Then there was the wonderful discovery itself to be published, the Professor’s notes, crowded upon the pages of a notebook he had most carefully preserved, to be given to science. Goritz before his death yearned for the gratification of indulgences to be purchased by his new wealth, and, as he thought, his new knowledge. I revolted at the surroundings, the snakes and the periodic sacrifices, and feared an inevitable distrust and collision. Hopkins loved Ziliah, but he had found in this rara-avis a positive promise of supreme adaptation to the best life he could give her in the world. At any rate he wished to try it.
Our discontent increased, our impatience chafed our nerves, and in hastily stolen conferences we determined upon a supreme effort to escape. We were tormented by the espionage and ruffled manners of the Council of Thirty, who interminably buzzed about us, and had probably shrewdly detected our hidden restlessness. And the utter dullness of the life! Never before have I so unspeakably realized that even if you cannot live in the current of life, you must live near it, hear its murmurs, watch its waves, and rejoice in knowing those who swim either with or against it. We had all been dreadfully disappointed in the Radiumopolites.
Again and again we planned to break away under some pretence of revisiting our celestial home, hurrying off and disappearing completely, though now we had made up our minds to return with big reinforcements of assistance and to turn over this new continent to the examination and gaze of science.
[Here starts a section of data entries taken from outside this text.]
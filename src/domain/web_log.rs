//! Web analytics events recorded for public listing pages (`webstrana_log`).

use std::fmt::Display;

use chrono::NaiveDateTime;
use serde::{Deserialize, Serialize};

use crate::domain::types::{CampaignId, ListingId, WebLogId};

/// Longest free-form text kept from request headers and query parameters.
pub const MAX_TRACKED_TEXT: usize = 512;

#[derive(Clone, Debug, PartialEq, Eq, Hash, PartialOrd, Ord)]
pub enum WebEventType {
    PageView,
    Click,
    PhoneClick,
    EmailClick,
    GalleryOpen,
    FormSubmit,
    Other(String),
}

impl WebEventType {
    pub fn as_str(&self) -> &str {
        match self {
            WebEventType::PageView => "page_view",
            WebEventType::Click => "click",
            WebEventType::PhoneClick => "phone_click",
            WebEventType::EmailClick => "email_click",
            WebEventType::GalleryOpen => "gallery_open",
            WebEventType::FormSubmit => "form_submit",
            WebEventType::Other(s) => s,
        }
    }

    /// Everything except a page view counts as an interaction.
    pub fn is_interaction(&self) -> bool {
        !matches!(self, WebEventType::PageView)
    }
}

impl Display for WebEventType {
    fn fmt(&self, f: &mut std::fmt::Formatter<'_>) -> std::fmt::Result {
        f.write_str(self.as_str())
    }
}

impl From<&str> for WebEventType {
    fn from(s: &str) -> Self {
        match s.trim() {
            "page_view" | "pageview" => WebEventType::PageView,
            "click" => WebEventType::Click,
            "phone_click" => WebEventType::PhoneClick,
            "email_click" => WebEventType::EmailClick,
            "gallery_open" => WebEventType::GalleryOpen,
            "form_submit" => WebEventType::FormSubmit,
            other => WebEventType::Other(other.to_string()),
        }
    }
}

impl From<String> for WebEventType {
    fn from(s: String) -> Self {
        s.as_str().into()
    }
}

impl Serialize for WebEventType {
    fn serialize<S: serde::Serializer>(&self, serializer: S) -> Result<S::Ok, S::Error> {
        serializer.serialize_str(self.as_str())
    }
}

impl<'de> Deserialize<'de> for WebEventType {
    fn deserialize<D: serde::Deserializer<'de>>(deserializer: D) -> Result<Self, D::Error> {
        Ok(String::deserialize(deserializer)?.into())
    }
}

/// Campaign attribution parameters carried by a tracked request.
#[derive(Clone, Debug, Default, PartialEq, Serialize, Deserialize)]
pub struct UtmParams {
    pub utm_source: Option<String>,
    pub utm_medium: Option<String>,
    pub utm_campaign: Option<String>,
}

impl UtmParams {
    /// Drops blank values and truncates oversized ones.
    pub fn normalized(self) -> Self {
        Self {
            utm_source: clean_text(self.utm_source),
            utm_medium: clean_text(self.utm_medium),
            utm_campaign: clean_text(self.utm_campaign),
        }
    }
}

/// Trims a tracked value, returning `None` for blanks and cutting it to
/// [`MAX_TRACKED_TEXT`] characters.
pub fn clean_text(value: Option<String>) -> Option<String> {
    value
        .map(|v| v.trim().chars().take(MAX_TRACKED_TEXT).collect::<String>())
        .filter(|v| !v.is_empty())
}

#[derive(Clone, Debug, Serialize, PartialEq)]
pub struct WebLogEvent {
    pub id: WebLogId,
    pub listing_id: ListingId,
    pub campaign_id: Option<CampaignId>,
    pub event_type: WebEventType,
    pub visitor_id: String,
    pub path: Option<String>,
    pub referrer: Option<String>,
    pub utm: UtmParams,
    pub user_agent: Option<String>,
    pub created_at: NaiveDateTime,
}

impl WebLogEvent {
    /// Traffic source: `utm_source`, else the referrer host, else `direct`.
    pub fn source(&self) -> String {
        if let Some(source) = &self.utm.utm_source {
            return source.to_lowercase();
        }
        self.referrer
            .as_deref()
            .and_then(referrer_host)
            .unwrap_or_else(|| "direct".to_string())
    }
}

/// Host part of a referrer URL without a leading `www.`.
pub fn referrer_host(referrer: &str) -> Option<String> {
    let without_scheme = referrer
        .split_once("://")
        .map_or(referrer, |(_, rest)| rest);
    let host = without_scheme
        .split(['/', '?', '#'])
        .next()
        .unwrap_or_default()
        .rsplit('@')
        .next()
        .unwrap_or_default()
        .split(':')
        .next()
        .unwrap_or_default()
        .trim()
        .to_lowercase();
    let host = host.strip_prefix("www.").unwrap_or(&host).to_string();
    if host.is_empty() { None } else { Some(host) }
}

#[derive(Clone, Debug, PartialEq)]
pub struct NewWebLogEvent {
    pub listing_id: ListingId,
    pub campaign_id: Option<CampaignId>,
    pub event_type: WebEventType,
    pub visitor_id: String,
    pub path: Option<String>,
    pub referrer: Option<String>,
    pub utm: UtmParams,
    pub user_agent: Option<String>,
    pub created_at: NaiveDateTime,
}

#[cfg(test)]
mod tests {
    use super::*;

    #[test]
    fn event_type_round_trips_known_and_custom_values() {
        assert_eq!(WebEventType::from("page_view"), WebEventType::PageView);
        assert_eq!(WebEventType::from("pageview"), WebEventType::PageView);
        assert_eq!(
            WebEventType::from("map_open"),
            WebEventType::Other("map_open".to_string())
        );
        assert_eq!(WebEventType::PhoneClick.to_string(), "phone_click");
        assert!(!WebEventType::PageView.is_interaction());
        assert!(WebEventType::Other("x".into()).is_interaction());
    }

    #[test]
    fn referrer_host_strips_scheme_path_and_www() {
        assert_eq!(
            referrer_host("https://www.Google.com/search?q=stan"),
            Some("google.com".to_string())
        );
        assert_eq!(
            referrer_host("http://user@m.facebook.com:443/x"),
            Some("m.facebook.com".to_string())
        );
        assert_eq!(referrer_host(""), None);
    }

    #[test]
    fn clean_text_drops_blank_and_truncates() {
        assert_eq!(clean_text(Some("   ".into())), None);
        assert_eq!(clean_text(Some(" fb ".into())), Some("fb".to_string()));
        let long = "x".repeat(MAX_TRACKED_TEXT + 10);
        assert_eq!(clean_text(Some(long)).map(|v| v.len()), Some(MAX_TRACKED_TEXT));
    }
}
It seems a cruel decision. But why not? Krocker Land could not in any case remain much longer concealed, and we were entitled to the fruits of our adventure, while we were reasonably confident we could make its investiture by our civilization safe, humane, undisturbing. I think differently now, but that was our conclusion.
“This Ascension business,” as Hopkins called it, was just humanly possible by the use of balloons, and it was apposite that at the Professor’s enthronement, the aeronautics of the Radiumopolites were displayed at last. It very oddly turned out that only the smaller race played with the balloons. The word is deliberately correct. These balloons were a kind of household furniture or means of diversion, as a bicycle is with us. They furnished inexhaustible amusement to the little people, but even there their use was limited to the very daring or the very light. Almost every family possessed one. And yet more curiously it was in the balloon line that experiment and invention were actually stirring these ludicrous people to improve and add to what they knew. This activity sprang from the unsatisfactory discrimination their present aeronautical knowledge made between light and heavy weights.
This ballooning in Krocker Land is in every way anomalous and extraordinary, and like their knowledge of transmutation partakes of the miraculous, certainly the previously unsuspected. Science here is again in the presence of a New Departure. The balloons are filled with a gas having a far greater buoyancy than pure hydrogen and it is derived from gas wells, themselves of very moderate depth, but evidently supplied from far more deeply seated sources. It is incontestable. A balloon not three feet in diameter will levitate thirty pounds!
Except for the astonishing transmutation this physical fact invades the realm of the unbelievable more deeply than anything else.
No evidence of this wide-spread predilection appeared before the Professor’s enthronement. The suppression of the sport had something to do with the ceremonial rites of visiting the tree shrines, I believe, the winter solstitial feeding with human bodies of the saurians, and awaiting the spring planting of grain. The opening of the season, so to speak, is inaugurated by the ascent of the entire Areopagus, and after that the amusement becomes general.
All of the Aeropagites are not equally expert, and many, after a sufficient aerial excursion to meet the ceremonial requirements, which are de rigueur, subside and retire. But the art of sailing the air is traditionally a matter of pride, and the leaders do very well. It was an adventuresome trip for them to have attempted reaching the outskirts of Krocker Land when we met them softly settling down on the Deer Fels, and it later proved almost indubitable that they were the customary political bosses, Javan, Put, Hul, Peleg and Hadad, though a closer inspection of these worthies corrected some of our first impressions, expressed before in that chapter of this narrative.
The experimental efforts at improvement arose from the discontent and envy of the heavier individuals over the glad pastimes and disportments of the lighter ones. You see the method involved the use of at least three balloons, one from each shoulder and one from the waist, and as three feet diameter was the maximum size, safely manipulated, those weighing over ninety pounds—and there were a great number of these, almost all adults of the taller race, and many women of the smaller—were simply excluded from this diversion. Hinc illae lacrymae, and hence also the energy of invention to overcome this disparity.
When the sports began, nothing could have been more interesting and spectacular. Groups would rise together, separate, and reunite. This air-swimming was effected by fans attached to the wrists. But the Aeropagites revealed a superior guidance, at least we imagined so, for when their floating shapes had thrown shadows on the illumined summits of the Deer Fels, they had been provided with those inexplicable tubes, and up to the moment of my escape these miracles had not been repeated. And the NEW tubes—where were they?